What is required. Read through the entries below and copy each line where "BytesMut" turns up.

━━━━━ Record extracts ━━━━━

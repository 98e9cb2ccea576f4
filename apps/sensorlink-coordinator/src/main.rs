//! SensorLink Coordinator
//!
//! Receives telemetry from perception, republishes it, and holds the speed
//! setpoint on the command path at a fixed rate.
//!
//! ## Usage
//!
//! ```bash
//! # Listen on 127.0.0.1:6021, command 127.0.0.1:6031 at 10 Hz
//! sensorlink-coordinator
//!
//! # Different setpoint, 20 Hz
//! SENSORLINK_SETPOINT=8.5 SENSORLINK_COMMAND_INTERVAL_MS=50 sensorlink-coordinator
//! ```

use std::net::SocketAddr;
use std::time::Duration;

use anyhow::{Context, Result};
use tokio_util::sync::CancellationToken;
use tracing::info;

use sensorlink::control::{ControlConfig, PacingConfig};
use sensorlink::roles::{Coordinator, CoordinatorConfig, DEFAULT_SETPOINT};
use sensorlink::sink::LogBridge;
use sensorlink::{DEFAULT_COMMAND_PORT, DEFAULT_TELEMETRY_PORT};

/// Coordinator configuration from environment
struct Config {
    telemetry_addr: SocketAddr,
    command_addr: SocketAddr,
    command_interval_ms: u64,
    setpoint: f64,
}

impl Config {
    fn from_env() -> Result<Self> {
        let telemetry_addr = addr_from_env("SENSORLINK_TELEMETRY_ADDR", DEFAULT_TELEMETRY_PORT)?;
        let command_addr = addr_from_env("SENSORLINK_COMMAND_ADDR", DEFAULT_COMMAND_PORT)?;

        let command_interval_ms: u64 = std::env::var("SENSORLINK_COMMAND_INTERVAL_MS")
            .ok()
            .and_then(|s| s.parse().ok())
            .unwrap_or(100);

        let setpoint: f64 = std::env::var("SENSORLINK_SETPOINT")
            .ok()
            .and_then(|s| s.parse().ok())
            .filter(|v: &f64| v.is_finite())
            .unwrap_or(DEFAULT_SETPOINT);

        Ok(Self {
            telemetry_addr,
            command_addr,
            command_interval_ms,
            setpoint,
        })
    }
}

/// Address from `var`, or loopback on `default_port` when unset
fn addr_from_env(var: &str, default_port: u16) -> Result<SocketAddr> {
    match std::env::var(var) {
        Ok(s) => s.parse().with_context(|| format!("Invalid {var}: {s:?}")),
        Err(_) => Ok(SocketAddr::from(([127, 0, 0, 1], default_port))),
    }
}

#[tokio::main]
async fn main() -> Result<()> {
    init_logging();

    let config = Config::from_env()?;

    info!("SensorLink Coordinator starting");
    info!("  Telemetry: {}", config.telemetry_addr);
    info!("  Commands: {} every {} ms", config.command_addr, config.command_interval_ms);
    info!("  Setpoint: {}", config.setpoint);

    let coordinator = Coordinator::bind(CoordinatorConfig {
        control: ControlConfig {
            telemetry_addr: config.telemetry_addr,
            command_addr: config.command_addr,
        },
        pacing: PacingConfig::command()
            .with_interval(Duration::from_millis(config.command_interval_ms)),
        setpoint: config.setpoint,
    })
    .await?;

    let cancel = CancellationToken::new();
    let signal_cancel = cancel.clone();
    tokio::spawn(async move {
        if tokio::signal::ctrl_c().await.is_ok() {
            info!("Received shutdown signal");
            signal_cancel.cancel();
        }
    });

    let report = coordinator.run(LogBridge::new("distance"), cancel).await?;

    info!(
        "Stats: {} telemetry values ({} malformed), {} commands sent",
        report.telemetry.values_received, report.telemetry.malformed, report.commands.values_sent
    );
    Ok(())
}

fn init_logging() {
    tracing_subscriber::fmt()
        .with_env_filter(
            tracing_subscriber::EnvFilter::from_default_env()
                .add_directive("sensorlink=info".parse().unwrap()),
        )
        .init();
}
//! Datagram control channel
//!
//! Two independent paths, telemetry and command, each carrying one decimal
//! value per datagram. Delivery is best-effort: receivers treat every value
//! as the newest sample and senders never wait for acknowledgment.

mod receiver;
mod sender;
mod value;

use std::net::SocketAddr;
use std::time::Duration;

use crate::protocol::{
    DEFAULT_COMMAND_INTERVAL, DEFAULT_COMMAND_PORT, DEFAULT_TELEMETRY_INTERVAL,
    DEFAULT_TELEMETRY_PORT,
};

pub use receiver::{ReceiverStats, ValueReceiver};
pub use sender::{PacedSender, SendMode, SenderStats, ValueSender};
pub use value::{encode_value, parse_value, ChannelKind};

/// Control channel endpoints
#[derive(Debug, Clone, PartialEq, Eq)]
pub struct ControlConfig {
    /// Where the coordinator receives telemetry
    pub telemetry_addr: SocketAddr,
    /// Where the vehicle receives commands
    pub command_addr: SocketAddr,
}

impl Default for ControlConfig {
    fn default() -> Self {
        Self {
            telemetry_addr: SocketAddr::from(([127, 0, 0, 1], DEFAULT_TELEMETRY_PORT)),
            command_addr: SocketAddr::from(([127, 0, 0, 1], DEFAULT_COMMAND_PORT)),
        }
    }
}

impl ControlConfig {
    pub fn addr(&self, kind: ChannelKind) -> SocketAddr {
        match kind {
            ChannelKind::Telemetry => self.telemetry_addr,
            ChannelKind::Command => self.command_addr,
        }
    }
}

/// Cadence and resend policy for a paced sender
#[derive(Debug, Clone, Copy, PartialEq, Eq)]
pub struct PacingConfig {
    pub interval: Duration,
    pub mode: SendMode,
}

impl PacingConfig {
    /// Setpoints are resent every tick.
    pub fn command() -> Self {
        Self {
            interval: DEFAULT_COMMAND_INTERVAL,
            mode: SendMode::Repeat,
        }
    }

    /// Measurements are sent once each.
    pub fn telemetry() -> Self {
        Self {
            interval: DEFAULT_TELEMETRY_INTERVAL,
            mode: SendMode::OnChange,
        }
    }

    pub fn with_interval(mut self, interval: Duration) -> Self {
        self.interval = interval;
        self
    }
}
//! SensorLink Vehicle
//!
//! Serves the sensor frame stream to perception consumers and applies the
//! speed commands the coordinator sends back.
//!
//! ## Usage
//!
//! ```bash
//! # Synthetic frames at 30 fps to one consumer on 127.0.0.1:6011
//! sensorlink-vehicle
//!
//! # Replay a recording to two consumers, admitting late joiners
//! SENSORLINK_REPLAY_PATH=drive.frames SENSORLINK_CONSUMERS=2 SENSORLINK_LATE_JOIN=1 sensorlink-vehicle
//! ```

use std::net::SocketAddr;
use std::path::PathBuf;
use std::time::Duration;

use anyhow::{Context, Result};
use tokio_util::sync::CancellationToken;
use tracing::info;

use sensorlink::roles::{Vehicle, VehicleConfig};
use sensorlink::server::ServerConfig;
use sensorlink::sink::LogCommandSink;
use sensorlink::source::{ReplaySource, TestSource, TestSourceConfig};
use sensorlink::{FrameSource, DEFAULT_COMMAND_PORT, DEFAULT_FRAME_PORT, MAX_FRAME_SIZE};

/// Vehicle configuration from environment
struct Config {
    frame_addr: SocketAddr,
    command_addr: SocketAddr,
    consumers: usize,
    late_join: bool,
    write_timeout_ms: u64,
    max_frame_bytes: usize,
    replay_path: Option<PathBuf>,
    fps: u32,
    frame_count: Option<u64>,
}

impl Config {
    fn from_env() -> Result<Self> {
        let frame_addr = addr_from_env("SENSORLINK_FRAME_ADDR", DEFAULT_FRAME_PORT)?;
        let command_addr = addr_from_env("SENSORLINK_COMMAND_ADDR", DEFAULT_COMMAND_PORT)?;

        let consumers: usize = std::env::var("SENSORLINK_CONSUMERS")
            .ok()
            .and_then(|s| s.parse().ok())
            .unwrap_or(1);

        let late_join = std::env::var("SENSORLINK_LATE_JOIN")
            .map(|v| v == "1" || v.to_lowercase() == "true")
            .unwrap_or(false);

        let write_timeout_ms: u64 = std::env::var("SENSORLINK_WRITE_TIMEOUT_MS")
            .ok()
            .and_then(|s| s.parse().ok())
            .unwrap_or(2000);

        let max_frame_bytes: usize = std::env::var("SENSORLINK_MAX_FRAME_BYTES")
            .ok()
            .and_then(|s| s.parse().ok())
            .unwrap_or(MAX_FRAME_SIZE);

        let replay_path = std::env::var("SENSORLINK_REPLAY_PATH")
            .map(PathBuf::from)
            .ok();

        let fps: u32 = std::env::var("SENSORLINK_FPS")
            .ok()
            .and_then(|s| s.parse().ok())
            .unwrap_or(30);

        let frame_count = std::env::var("SENSORLINK_FRAME_COUNT")
            .ok()
            .and_then(|s| s.parse().ok());

        Ok(Self {
            frame_addr,
            command_addr,
            consumers,
            late_join,
            write_timeout_ms,
            max_frame_bytes,
            replay_path,
            fps,
            frame_count,
        })
    }
}

/// Address from `var`, or loopback on `default_port` when unset
fn addr_from_env(var: &str, default_port: u16) -> Result<SocketAddr> {
    match std::env::var(var) {
        Ok(s) => s.parse().with_context(|| format!("Invalid {var}: {s:?}")),
        Err(_) => Ok(SocketAddr::from(([127, 0, 0, 1], default_port))),
    }
}

#[tokio::main]
async fn main() -> Result<()> {
    init_logging();

    let config = Config::from_env()?;

    info!("SensorLink Vehicle starting");
    info!(
        "  Frames: {} ({} consumer(s), late join: {})",
        config.frame_addr, config.consumers, config.late_join
    );
    info!("  Commands: {}", config.command_addr);

    let source: Box<dyn FrameSource> = match config.replay_path {
        Some(ref path) => {
            let pace = Duration::from_secs(1) / config.fps.max(1);
            let replay = ReplaySource::open(path, config.max_frame_bytes, Some(pace))
                .await
                .with_context(|| format!("Failed to open replay file {}", path.display()))?;
            Box::new(replay)
        }
        None => {
            info!("  Source: synthetic, {} fps", config.fps);
            Box::new(TestSource::new(TestSourceConfig {
                fps: config.fps,
                frame_count: config.frame_count,
                ..TestSourceConfig::default()
            }))
        }
    };

    let vehicle = Vehicle::bind(VehicleConfig {
        server: ServerConfig {
            listen_addr: config.frame_addr,
            expected_consumers: config.consumers,
            write_timeout: Duration::from_millis(config.write_timeout_ms),
            max_frame_size: config.max_frame_bytes,
            accept_late_joiners: config.late_join,
        },
        command_addr: config.command_addr,
    })
    .await?;

    let cancel = CancellationToken::new();
    let signal_cancel = cancel.clone();
    tokio::spawn(async move {
        if tokio::signal::ctrl_c().await.is_ok() {
            info!("Received shutdown signal");
            signal_cancel.cancel();
        }
    });

    let report = vehicle
        .run(source, LogCommandSink::default(), cancel)
        .await?;

    info!(
        "Stats: {} frames produced, {} delivered, {} consumer(s) dropped, {} commands",
        report.server.frames_produced,
        report.server.frames_delivered,
        report.server.consumers_dropped,
        report.commands.values_received
    );
    Ok(())
}

fn init_logging() {
    tracing_subscriber::fmt()
        .with_env_filter(
            tracing_subscriber::EnvFilter::from_default_env()
                .add_directive("sensorlink=info".parse().unwrap()),
        )
        .init();
}
//! Wire format for frames over byte streams
//!
//! Each frame is sent as:
//! - 4 bytes: payload length (big-endian u32)
//! - N bytes: opaque payload
//!
//! ```text
//! ┌──────────────────┬──────────────────────────┐
//! │ Length (4 bytes) │ Payload (variable)       │
//! │ Big-endian u32   │ Opaque sensor sample     │
//! └──────────────────┴──────────────────────────┘
//! ```
//!
//! Decoding goes through [`FrameCodec`], so partial reads are buffered and
//! any bytes past the current frame stay buffered for the next one.

use bytes::{Buf, BufMut, Bytes, BytesMut};
use futures_util::StreamExt;
use tokio::io::{AsyncRead, AsyncWrite, AsyncWriteExt};
use tokio_util::codec::{Decoder, Encoder, FramedRead};

use crate::error::FramingError;
use crate::protocol::{FRAME_LENGTH_PREFIX_SIZE, MAX_FRAME_SIZE};

/// Prefix a payload with its big-endian length.
///
/// The output is always `payload.len() + 4` bytes. No size limit is applied
/// here; receivers enforce their own maximum.
pub fn encode(payload: &[u8]) -> Bytes {
    let mut buf = BytesMut::with_capacity(FRAME_LENGTH_PREFIX_SIZE + payload.len());
    put_frame(payload, &mut buf);
    buf.freeze()
}

fn put_frame(payload: &[u8], dst: &mut BytesMut) {
    debug_assert!(payload.len() <= u32::MAX as usize);
    dst.reserve(FRAME_LENGTH_PREFIX_SIZE + payload.len());
    dst.put_u32(payload.len() as u32);
    dst.put_slice(payload);
}

/// Write one length-prefixed frame to an async writer and flush it.
pub async fn write_frame<W: AsyncWrite + Unpin>(
    writer: &mut W,
    payload: &[u8],
) -> std::io::Result<()> {
    writer.write_all(&encode(payload)).await?;
    writer.flush().await
}

/// Length-prefix codec with a configurable maximum frame size.
#[derive(Debug, Clone, Copy)]
pub struct FrameCodec {
    max_frame_size: usize,
}

impl FrameCodec {
    pub fn new(max_frame_size: usize) -> Self {
        Self { max_frame_size }
    }
}

impl Default for FrameCodec {
    fn default() -> Self {
        Self::new(MAX_FRAME_SIZE)
    }
}

impl Decoder for FrameCodec {
    type Item = Bytes;
    type Error = FramingError;

    fn decode(&mut self, src: &mut BytesMut) -> Result<Option<Bytes>, FramingError> {
        if src.len() < FRAME_LENGTH_PREFIX_SIZE {
            return Ok(None);
        }

        let declared = (&src[..FRAME_LENGTH_PREFIX_SIZE]).get_u32() as usize;

        // Reject before reserving anything for the payload
        if declared > self.max_frame_size {
            return Err(FramingError::OversizedFrame {
                declared,
                max: self.max_frame_size,
            });
        }

        let total = FRAME_LENGTH_PREFIX_SIZE + declared;
        if src.len() < total {
            src.reserve(total - src.len());
            return Ok(None);
        }

        src.advance(FRAME_LENGTH_PREFIX_SIZE);
        Ok(Some(src.split_to(declared).freeze()))
    }

    fn decode_eof(&mut self, src: &mut BytesMut) -> Result<Option<Bytes>, FramingError> {
        if let Some(frame) = self.decode(src)? {
            return Ok(Some(frame));
        }
        if src.is_empty() {
            return Ok(None);
        }

        let needed = if src.len() < FRAME_LENGTH_PREFIX_SIZE {
            FRAME_LENGTH_PREFIX_SIZE
        } else {
            FRAME_LENGTH_PREFIX_SIZE + (&src[..FRAME_LENGTH_PREFIX_SIZE]).get_u32() as usize
        };
        Err(FramingError::Truncated {
            needed,
            received: src.len(),
        })
    }
}

impl<T: AsRef<[u8]>> Encoder<T> for FrameCodec {
    type Error = FramingError;

    fn encode(&mut self, item: T, dst: &mut BytesMut) -> Result<(), FramingError> {
        put_frame(item.as_ref(), dst);
        Ok(())
    }
}

/// Reads whole frames from an async byte stream.
pub struct FrameReader<R> {
    inner: FramedRead<R, FrameCodec>,
}

impl<R: AsyncRead + Unpin> FrameReader<R> {
    pub fn new(reader: R, max_frame_size: usize) -> Self {
        Self {
            inner: FramedRead::new(reader, FrameCodec::new(max_frame_size)),
        }
    }

    /// Read the next complete frame.
    ///
    /// Returns `Ok(None)` on a clean end-of-stream (no partial frame pending).
    pub async fn decode(&mut self) -> Result<Option<Bytes>, FramingError> {
        self.inner.next().await.transpose()
    }

    /// Bytes read from the stream but not yet returned as a frame
    pub fn buffered(&self) -> usize {
        self.inner.read_buffer().len()
    }
}
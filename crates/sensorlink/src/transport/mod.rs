//! Frame channel transport
//!
//! Provides:
//! - Length-prefix framing over any async byte stream
//! - The consumer side of the broadcast connection

pub mod codec;
mod consumer;

pub use codec::{encode, write_frame, FrameCodec, FrameReader};
pub use consumer::FrameConsumer;
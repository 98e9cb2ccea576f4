//! Upstream frame sources
//!
//! The broadcast server pulls frames from a [`FrameSource`]. Stock sources:
//! - [`ChannelSource`]: frames pushed by an embedding application
//! - [`TestSource`]: synthetic frames at a fixed rate (no simulator needed)
//! - [`ReplaySource`]: frames replayed from a recorded length-prefixed file

use std::path::Path;
use std::time::Duration;

use async_trait::async_trait;
use bytes::Bytes;
use tokio::fs::File;
use tokio::sync::mpsc;
use tokio::time::{interval, Instant, Interval, MissedTickBehavior};
use tracing::{info, warn};

use crate::transport::FrameReader;

/// Produces frames for the broadcast server.
#[async_trait]
pub trait FrameSource: Send {
    /// Wait for the next frame. `None` signals end-of-stream.
    async fn next_frame(&mut self) -> Option<Bytes>;
}

#[async_trait]
impl<T: FrameSource + ?Sized> FrameSource for Box<T> {
    async fn next_frame(&mut self) -> Option<Bytes> {
        (**self).next_frame().await
    }
}

/// Frames pushed through an mpsc channel; ends when all senders drop.
pub struct ChannelSource {
    rx: mpsc::Receiver<Bytes>,
}

impl ChannelSource {
    pub fn new(rx: mpsc::Receiver<Bytes>) -> Self {
        Self { rx }
    }

    /// Create a bounded channel and the source reading from it.
    pub fn channel(capacity: usize) -> (mpsc::Sender<Bytes>, Self) {
        let (tx, rx) = mpsc::channel(capacity);
        (tx, Self::new(rx))
    }
}

#[async_trait]
impl FrameSource for ChannelSource {
    async fn next_frame(&mut self) -> Option<Bytes> {
        self.rx.recv().await
    }
}

/// Configuration for the synthetic test source
#[derive(Debug, Clone)]
pub struct TestSourceConfig {
    /// Frames per second
    pub fps: u32,
    /// Simulated frame size in bytes (at least the 12-byte header)
    pub frame_size: usize,
    /// Stop after this many frames (None = run until shutdown)
    pub frame_count: Option<u64>,
}

impl Default for TestSourceConfig {
    fn default() -> Self {
        Self {
            fps: 30,
            frame_size: 64 * 1024,
            frame_count: None,
        }
    }
}

/// Size of the header the test source writes into each frame
pub const TEST_FRAME_HEADER_SIZE: usize = 4 + 8;

/// Synthetic frame source.
///
/// Each frame starts with a big-endian u32 frame number and u64 timestamp
/// (microseconds since start), padded with a per-frame byte pattern.
pub struct TestSource {
    config: TestSourceConfig,
    ticker: Interval,
    frame_num: u32,
    produced: u64,
    start: Instant,
}

impl TestSource {
    pub fn new(config: TestSourceConfig) -> Self {
        let fps = config.fps.max(1) as u64;
        let mut ticker = interval(Duration::from_micros(1_000_000 / fps));
        ticker.set_missed_tick_behavior(MissedTickBehavior::Delay);

        info!(
            "Test frame source: {}fps, {}B frames, limit {:?}",
            fps, config.frame_size, config.frame_count
        );

        Self {
            config,
            ticker,
            frame_num: 0,
            produced: 0,
            start: Instant::now(),
        }
    }

    fn build_frame(&self) -> Bytes {
        let size = self.config.frame_size.max(TEST_FRAME_HEADER_SIZE);
        let timestamp_us = self.start.elapsed().as_micros() as u64;

        let mut data = Vec::with_capacity(size);
        data.extend_from_slice(&self.frame_num.to_be_bytes());
        data.extend_from_slice(&timestamp_us.to_be_bytes());
        data.resize(size, (self.frame_num & 0xFF) as u8);
        Bytes::from(data)
    }
}

#[async_trait]
impl FrameSource for TestSource {
    async fn next_frame(&mut self) -> Option<Bytes> {
        if let Some(limit) = self.config.frame_count {
            if self.produced >= limit {
                return None;
            }
        }

        self.ticker.tick().await;
        let frame = self.build_frame();
        self.frame_num = self.frame_num.wrapping_add(1);
        self.produced += 1;
        Some(frame)
    }
}

/// Replays a file of length-prefixed frames (the same format as the wire).
///
/// A truncated or oversized record ends the replay with a warning.
pub struct ReplaySource {
    reader: FrameReader<File>,
    ticker: Option<Interval>,
    replayed: u64,
}

impl ReplaySource {
    /// Open a recording. `pace` spaces frames out; `None` replays as fast
    /// as the server consumes them.
    pub async fn open(
        path: impl AsRef<Path>,
        max_frame_size: usize,
        pace: Option<Duration>,
    ) -> std::io::Result<Self> {
        let path = path.as_ref();
        let file = File::open(path).await?;
        info!(path = %path.display(), ?pace, "Replaying frames from file");

        let ticker = pace.filter(|p| !p.is_zero()).map(|p| {
            let mut ticker = interval(p);
            ticker.set_missed_tick_behavior(MissedTickBehavior::Delay);
            ticker
        });

        Ok(Self {
            reader: FrameReader::new(file, max_frame_size),
            ticker,
            replayed: 0,
        })
    }

    pub fn replayed(&self) -> u64 {
        self.replayed
    }
}

#[async_trait]
impl FrameSource for ReplaySource {
    async fn next_frame(&mut self) -> Option<Bytes> {
        if let Some(ticker) = self.ticker.as_mut() {
            ticker.tick().await;
        }

        match self.reader.decode().await {
            Ok(Some(frame)) => {
                self.replayed += 1;
                Some(frame)
            }
            Ok(None) => {
                info!(frames = self.replayed, "Replay finished");
                None
            }
            Err(e) => {
                warn!(
                    frames = self.replayed,
                    pending = self.reader.buffered(),
                    error = %e,
                    "Replay ended on bad record"
                );
                None
            }
        }
    }
}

━━━━━

Result.
use bytes::{Buf, BufMut, Bytes, BytesMut};
    let mut buf = BytesMut::with_capacity(FRAME_LENGTH_PREFIX_SIZE + payload.len());
fn put_frame(payload: &[u8], dst: &mut BytesMut) {
    fn decode(&mut self, src: &mut BytesMut) -> Result<Option<Bytes>, FramingError> {
    fn decode_eof(&mut self, src: &mut BytesMut) -> Result<Option<Bytes>, FramingError> {
    fn encode(&mut self, item: T, dst: &mut BytesMut) -> Result<(), FramingError> {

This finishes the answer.